Data records START
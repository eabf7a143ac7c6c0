//! Fleet Benchmarker Master
//!
//! Master node of a distributed benchmarking fleet. It tracks the state of
//! an external competitive-computation network, schedules benchmark jobs to
//! meet configured per-(challenge, algorithm) targets, hands jobs to remote
//! workers over HTTP and collects their solutions.
//!
//! ## Module Structure
//!
//! - `model`: network snapshot and job data model
//! - `config`: typed master configuration (TOML)
//! - `state`: shared state - snapshot slot, job store, difficulty samplers
//! - `calibration`: per-block challenge weighting
//! - `difficulty`: difficulty sampler model and selection policy
//! - `scheduler`: the periodic reconcile loop
//! - `dispatch`: worker-facing HTTP server
//! - `fetcher`: network API client and snapshot refresh loop

/// Snapshot and job data model.
pub mod model;

/// Typed configuration.
pub mod config;

/// Error types.
pub mod error;

/// Shared process state.
pub mod state;

/// Challenge weight calibration.
pub mod calibration;

/// Difficulty sampling and selection.
pub mod difficulty;

/// Job scheduling loop.
pub mod scheduler;

/// Worker dispatch server.
pub mod dispatch;

/// Network snapshot fetcher.
pub mod fetcher;

pub use calibration::{CalibrationWeights, ChallengeCalibrator};
pub use config::{JobConfig, MasterConfig};
pub use difficulty::{DifficultySampler, DifficultySelector};
pub use error::{ConfigError, ScheduleError};
pub use fetcher::{NetworkClient, SnapshotFetcher};
pub use model::{Difficulty, Job, Snapshot, SolutionData};
pub use scheduler::JobScheduler;
pub use state::{JobStore, MasterState};
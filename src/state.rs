//! Shared in-memory state of the master process.
//!
//! One [`MasterState`] is shared by the scheduler loop, the snapshot fetcher
//! and every dispatch request handler. Each piece of state sits behind its
//! own `tokio::sync::RwLock` and no guard is ever held across an await
//! point, so every synchronous section is atomic with respect to the other
//! tasks.

use crate::difficulty::DifficultySampler;
use crate::model::{Job, Snapshot};
use std::collections::{HashMap, HashSet};
use std::sync::Arc;
use tokio::sync::RwLock;

/// Process-wide state shared between the scheduler, fetcher and dispatch
/// server.
pub struct MasterState {
    snapshot: RwLock<Option<Arc<Snapshot>>>,
    pub jobs: RwLock<JobStore>,
    pub samplers: RwLock<HashMap<String, DifficultySampler>>,
}

impl MasterState {
    pub fn new() -> Self {
        Self {
            snapshot: RwLock::new(None),
            jobs: RwLock::new(JobStore::default()),
            samplers: RwLock::new(HashMap::new()),
        }
    }

    /// Current network snapshot, if one has been published yet.
    pub async fn snapshot(&self) -> Option<Arc<Snapshot>> {
        self.snapshot.read().await.clone()
    }

    /// Replace the snapshot wholesale. Callers only publish when the block
    /// id changed; readers holding the previous `Arc` are unaffected.
    pub async fn publish_snapshot(&self, snapshot: Snapshot) {
        *self.snapshot.write().await = Some(Arc::new(snapshot));
    }
}

impl Default for MasterState {
    fn default() -> Self {
        Self::new()
    }
}

/// All jobs known to the process, partitioned by lifecycle stage.
///
/// A benchmark id lives in exactly one of the three maps at any time:
/// `available` (workers should fetch and run it), `pending_benchmark` (run
/// window over, awaiting benchmark submission) or `pending_proof` (awaiting
/// proof submission). The scheduler owns the first transition; downstream
/// submitters own the rest and record finished ids in `submitted_proof_ids`.
#[derive(Debug, Default)]
pub struct JobStore {
    pub available: HashMap<String, Job>,
    pub pending_benchmark: HashMap<String, Job>,
    pub pending_proof: HashMap<String, Job>,
    pub submitted_proof_ids: HashSet<String>,
}

impl JobStore {
    /// Move every available job whose run window has ended into
    /// `pending_benchmark`, identity and collected solutions preserved.
    /// Returns the moved ids. This is the sole transition out of `available`.
    pub fn expire_finished(&mut self, now: u64) -> Vec<String> {
        let finished: Vec<String> = self
            .available
            .iter()
            .filter(|(_, job)| now >= job.timestamps.end)
            .map(|(id, _)| id.clone())
            .collect();
        for id in &finished {
            if let Some(job) = self.available.remove(id) {
                self.pending_benchmark.insert(id.clone(), job);
            }
        }
        finished
    }

    /// Look up a job that workers may still submit solutions for.
    ///
    /// Covers both `available` and `pending_benchmark`: a worker may race
    /// past the expiry transition and its solutions are still wanted.
    pub fn live_job_mut(&mut self, benchmark_id: &str) -> Option<&mut Job> {
        if self.available.contains_key(benchmark_id) {
            self.available.get_mut(benchmark_id)
        } else {
            self.pending_benchmark.get_mut(benchmark_id)
        }
    }
}
//! Dispatch Server
//!
//! The worker-facing HTTP surface of the master:
//! - `GET /jobs` - the full `available` map, verbatim. Every worker sees
//!   every available job; no pagination, no filtering.
//! - `POST /solutions_data/{benchmark_id}` - merge a batch of solutions into
//!   a job and feed the challenge's difficulty sampler.
//! - `GET /health` - liveness probe.
//!
//! Submissions are accepted for jobs in `available` or `pending_benchmark`:
//! workers race the scheduler's expiry transition, and solutions that arrive
//! just after it are still wanted. Neither endpoint ever changes job-store
//! membership.

use crate::model::{Job, SolutionData};
use crate::state::MasterState;
use axum::{
    extract::{Path, State},
    http::StatusCode,
    routing::{get, post},
    Json, Router,
};
use std::collections::HashMap;
use std::sync::Arc;
use tower_http::cors::{Any, CorsLayer};
use tower_http::trace::TraceLayer;
use tracing::{info, warn};

pub fn router(state: Arc<MasterState>) -> Router {
    Router::new()
        .route("/jobs", get(list_jobs))
        .route("/solutions_data/:benchmark_id", post(submit_solutions))
        .route("/health", get(health_check))
        .layer(TraceLayer::new_for_http())
        .layer(
            CorsLayer::new()
                .allow_origin(Any)
                .allow_methods(Any)
                .allow_headers(Any),
        )
        .with_state(state)
}

/// Bind and serve the dispatch surface until the process exits.
pub async fn serve(state: Arc<MasterState>, host: &str, port: u16) -> anyhow::Result<()> {
    let addr = format!("{}:{}", host, port);
    let listener = tokio::net::TcpListener::bind(&addr).await?;

    info!("dispatch server listening on {}", addr);
    info!("  GET  /jobs                          - list available jobs");
    info!("  POST /solutions_data/:benchmark_id  - submit solutions");
    info!("  GET  /health                        - health check");

    axum::serve(listener, router(state)).await?;
    Ok(())
}

async fn health_check() -> &'static str {
    "OK"
}

/// GET /jobs - side-effect-free dump of the available job set.
async fn list_jobs(State(state): State<Arc<MasterState>>) -> Json<HashMap<String, Job>> {
    let store = state.jobs.read().await;
    Json(store.available.clone())
}

/// POST /solutions_data/{benchmark_id}
///
/// Body: JSON object mapping stringified nonce to one solution record.
/// Nonces merge last-writer-wins into the job; the sampler is fed the count
/// of nonces in this call (not a cumulative total). The body is parsed by
/// hand so every malformed payload is a 400, and a miss in both live maps is
/// a 404 with nothing mutated.
async fn submit_solutions(
    State(state): State<Arc<MasterState>>,
    Path(benchmark_id): Path<String>,
    body: String,
) -> (StatusCode, &'static str) {
    let solutions: HashMap<u64, SolutionData> = match serde_json::from_str(&body) {
        Ok(solutions) => solutions,
        Err(e) => {
            warn!("rejected solutions for job {}: {}", benchmark_id, e);
            return (StatusCode::BAD_REQUEST, "Invalid solution data");
        }
    };
    let num_solutions = solutions.len() as u64;

    let (challenge_id, difficulty) = {
        let mut store = state.jobs.write().await;
        let Some(job) = store.live_job_mut(&benchmark_id) else {
            warn!("job {} not found", benchmark_id);
            return (StatusCode::NOT_FOUND, "Job not found");
        };
        info!(
            "received {} solutions for job {}",
            num_solutions, benchmark_id
        );
        job.solutions_data.extend(solutions);
        (job.settings.challenge_id.clone(), job.settings.difficulty)
    };

    let mut samplers = state.samplers.write().await;
    match samplers.get_mut(&challenge_id) {
        Some(sampler) => sampler.update_with_solutions(difficulty, num_solutions),
        // The solutions are the valuable payload; a missing sampler only
        // costs this observation.
        None => warn!("no difficulty sampler for challenge {}", challenge_id),
    }

    (StatusCode::OK, "OK")
}
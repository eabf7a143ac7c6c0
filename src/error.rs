//! Error types for configuration loading and scheduling iterations.

use std::path::PathBuf;
use thiserror::Error;

/// Failure to load or validate the master configuration.
#[derive(Debug, Error)]
pub enum ConfigError {
    #[error("failed to read config file {}: {source}", path.display())]
    Read {
        path: PathBuf,
        source: std::io::Error,
    },

    #[error("failed to parse config file {}: {source}", path.display())]
    Parse {
        path: PathBuf,
        source: toml::de::Error,
    },

    #[error("invalid config: {0}")]
    Invalid(String),
}

/// Condition that aborts one scheduler iteration.
///
/// These are configuration/environment errors, not per-pair skips: the whole
/// iteration is abandoned, logged, and retried unchanged on the next tick so
/// the condition stays visible to an operator.
#[derive(Debug, Error)]
pub enum ScheduleError {
    #[error("no network snapshot available yet")]
    NoSnapshot,

    #[error("challenge '{0}' does not exist in the current block")]
    UnknownChallenge(String),

    #[error("algorithm '{algorithm}' for challenge '{challenge}' does not exist")]
    UnknownAlgorithm {
        challenge: String,
        algorithm: String,
    },

    #[error("no download URL for algorithm '{0}'")]
    MissingDownloadUrl(String),

    #[error("job '{0}' references ids missing from the current block")]
    StaleJob(String),

    #[error("challenge '{0}' has no qualifying difficulties")]
    NoQualifiers(String),

    #[error("no qualifying difficulty inside the interquartile band for challenge '{0}'")]
    EmptyDifficultyBand(String),
}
Data records END
- [What to produce] Starting at the first line of the records above, please copy each line exactly until you reach the line containing "benchmark jobs to". Include that line and stop there.

- [The answer]
repository eabf7a143ac7c6c0
//! Fleet Benchmarker Master
//!
//! Master node of a distributed benchmarking fleet. It tracks the state of
//! an external competitive-computation network, schedules benchmark jobs to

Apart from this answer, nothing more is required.